We are modelling a gauge just upstream of a significant meander system which is believed to control water levels at the gauge until it is drowned out.  We have tried using Relative Path Lengths but the losses generated by this method are not significant enough to replicate observed flows and stages at the gauge.  Is there a better way to model the individual bends and has anyone looked into modelling bend losses using ISIS?

We only have survey at the gauge US of the meander system, 1 section on the last bend of the meander system and the next section is ~300m downstream.


23/01/2015 10:13:44

Best answer

Hi there,

Off the bat, I can think of three options for you, though none sound ideal from your current situation. Firstly, there are bend loss units in ISIS, which would do a much better job than RPLs, though they are 2-noded units like any structure and therefore require cross sections specified either side. If you don't have sections through the meanders then you'll need to generate some (either survey, interpolation or engineering judgement).

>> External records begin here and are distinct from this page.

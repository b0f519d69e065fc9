//! Frame decoding and routing.
//!
//! Frames are JSON envelopes:
//!
//! ```json
//! { "channel": "thread-42", "type": "message", "metadata": { "proposal": { ... } } }
//! ```
//!
//! Every field is optional. A frame without a channel is delivered to
//! everyone; a frame for a channel this client hasn't subscribed to is
//! dropped.

use crate::registry::ChannelSubscriptionRegistry;
use nodedoc_editor::EditProposal;
use serde_json::{Map, Value};
use std::sync::Arc;

/// Decoded frame envelope
#[derive(Debug, Clone, PartialEq)]
pub struct Frame {
    pub channel: Option<String>,
    pub kind: Option<String>,
    pub metadata: Option<Value>,
    /// The complete envelope as received
    pub body: Map<String, Value>,
}

impl Frame {
    /// Decode an envelope; `None` for non-JSON or non-object frames
    pub fn decode(raw: &str) -> Option<Self> {
        let body = match serde_json::from_str::<Value>(raw) {
            Ok(Value::Object(body)) => body,
            Ok(_) => return None,
            Err(_) => return None,
        };

        let text_field = |key: &str| {
            body.get(key)
                .and_then(Value::as_str)
                .map(str::trim)
                .filter(|value| !value.is_empty())
                .map(str::to_string)
        };

        let channel = text_field("channel");
        let kind = text_field("type");
        let metadata = body.get("metadata").filter(|m| !m.is_null()).cloned();

        Some(Self {
            channel,
            kind,
            metadata,
            body,
        })
    }
}

#[derive(Debug, Clone, PartialEq)]
pub enum Route {
    /// Not a JSON object
    Ignored,
    /// Addressed to a channel that isn't subscribed
    Unsubscribed { channel: String },
    Proposal {
        frame: Frame,
        proposal: EditProposal,
    },
    Message(Frame),
}

/// Route one raw frame given a subscription predicate
pub fn route(raw: &str, is_subscribed: impl Fn(&str) -> bool) -> Route {
    let Some(frame) = Frame::decode(raw) else {
        tracing::debug!(len = raw.len(), "Ignoring non-object frame");
        return Route::Ignored;
    };

    if let Some(channel) = &frame.channel {
        if !is_subscribed(channel) {
            tracing::debug!(channel = %channel, "Dropping frame for unsubscribed channel");
            return Route::Unsubscribed {
                channel: channel.clone(),
            };
        }
    }

    match frame.metadata.as_ref().and_then(nodedoc_editor::parse) {
        Some(proposal) => Route::Proposal { frame, proposal },
        None => Route::Message(frame),
    }
}

/// Routes frames against a registry's active channels
pub struct FrameRouter {
    registry: Arc<ChannelSubscriptionRegistry>,
}

impl FrameRouter {
    pub fn new(registry: Arc<ChannelSubscriptionRegistry>) -> Self {
        Self { registry }
    }

    pub fn route(&self, raw: &str) -> Route {
        route(raw, |channel| self.registry.is_subscribed(channel))
    }
}

#[cfg(test)]
mod tests {
    use super::*;
    use nodedoc_editor::ProposalAction;
    use serde_json::json;

    fn subscribed(channel: &str) -> bool {
        channel == "thread-42"
    }

    #[test]
    fn test_non_objects_are_ignored() {
        assert_eq!(route("ping", subscribed), Route::Ignored);
        assert_eq!(route("[1,2]", subscribed), Route::Ignored);
        assert_eq!(route("\"text\"", subscribed), Route::Ignored);
        assert_eq!(route("", subscribed), Route::Ignored);
    }

    #[test]
    fn test_unsubscribed_channel_is_dropped() {
        let raw = json!({ "channel": "thread-7", "type": "message" }).to_string();
        assert_eq!(
            route(&raw, subscribed),
            Route::Unsubscribed {
                channel: "thread-7".to_string()
            }
        );
    }

    #[test]
    fn test_frames_without_channel_pass() {
        let raw = json!({ "type": "presence" }).to_string();
        let Route::Message(frame) = route(&raw, subscribed) else {
            panic!("expected a message route");
        };
        assert_eq!(frame.kind.as_deref(), Some("presence"));
        assert_eq!(frame.channel, None);
    }

    #[test]
    fn test_proposal_in_object_metadata() {
        let raw = json!({
            "channel": "thread-42",
            "metadata": {
                "proposal": {
                    "doc_id": "d",
                    "block_index": 0,
                    "block_type": "paragraph",
                    "action": "delete"
                }
            }
        })
        .to_string();

        let Route::Proposal { frame, proposal } = route(&raw, subscribed) else {
            panic!("expected a proposal route");
        };
        assert_eq!(frame.channel.as_deref(), Some("thread-42"));
        assert_eq!(proposal.action, ProposalAction::Delete);
    }

    #[test]
    fn test_proposal_in_string_metadata() {
        let metadata = json!({
            "edit_proposal": {
                "doc_id": "d",
                "block_id": "b",
                "block_type": "heading",
                "action": "replace",
                "after_block_text": "New"
            }
        })
        .to_string();
        let raw = json!({ "channel": " thread-42 ", "metadata": metadata }).to_string();

        assert!(matches!(route(&raw, subscribed), Route::Proposal { .. }));
    }

    #[test]
    fn test_malformed_proposal_is_plain_message() {
        let raw = json!({
            "channel": "thread-42",
            "metadata": { "proposal": { "action": "explode" } }
        })
        .to_string();

        assert!(matches!(route(&raw, subscribed), Route::Message(_)));
    }
}
//! # NodeDoc Sync
//!
//! Live synchronization: a server-push event stream, channel subscriptions,
//! and the engine that turns proposal frames into document revisions.
//!
//! ## Components
//!
//! - [`EventStreamClient`]: one SSE connection with observer lists
//! - [`ChannelSubscriptionRegistry`]: idempotent subscribe/unsubscribe
//! - [`FrameRouter`]: envelope decoding and channel filtering
//! - [`SyncEngine`]: router → processor → revision store, publishes [`SyncEvent`]s
//! - [`SyncSession`]: owns all of the above for one credential

pub mod client;
pub mod config;
pub mod credentials;
pub mod engine;
pub mod error;
pub mod registry;
pub mod router;
pub mod session;
pub mod sse;

pub use client::{ConnectionState, EventStreamClient, ObserverId};
pub use config::{SyncConfig, DEFAULT_CONFIG_NAME};
pub use credentials::{CredentialSource, EnvCredential, StaticCredential};
pub use engine::{SyncEngine, SyncEvent};
pub use error::{ConfigError, LoadError, SubscriptionError, TransportError};
pub use registry::{
    ChannelSubscriptionRegistry, HttpSubscriptionTransport, SubscriptionOutcome,
    SubscriptionTransport,
};
pub use router::{route, Frame, FrameRouter, Route};
pub use session::{CredentialChange, RefreshReport, RunExit, StartReport, SyncSession};
pub use sse::{SseFrame, SseParser};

The second, better, though more difficult option is to represent this in 2D, as this would capture the losses associated with bends/meanders much more accurately and reliably than a 1D model, and the transition between low flow and drowned will be determined by the model directly rather than by yourself. This would also have the added benefit of getting the storage in the area correct, which extended cross sections, even with RPLs, would not on a meander system. The difficulty with this is obviously the need for yet more data to define your channel.

The final and perhaps simplest thught is that sometimes people represent sinuosity through an increase in Manning's n. I wouldn't care to advise on how much, but if you do this then make sure you only apply this locally to the area where the bends are, not globally as I have on occasion seen! The gauge you have upstream would probably serve well to guide you on values. Not a perfect fit for the physicalities of the system, but may help under the data-sparse circumstances.

Good luck and do let us know how you get on!


Damian Debski

23/01/2015 17:43:16

The Cowan method for estimating roughness values for channels includes a correction factor for the effect of meanders in the channel. The factor is a multiplier on the estimated value of Manning's 'n' for a nominally 'straight' channel. See 'Open Channel Hydraulics' by Chow (section 5-8 in my edition) for more details. The recommended multiplier value is between 1 and 1.3 depending on the severity of the meander(s) - higher values for tighter bends.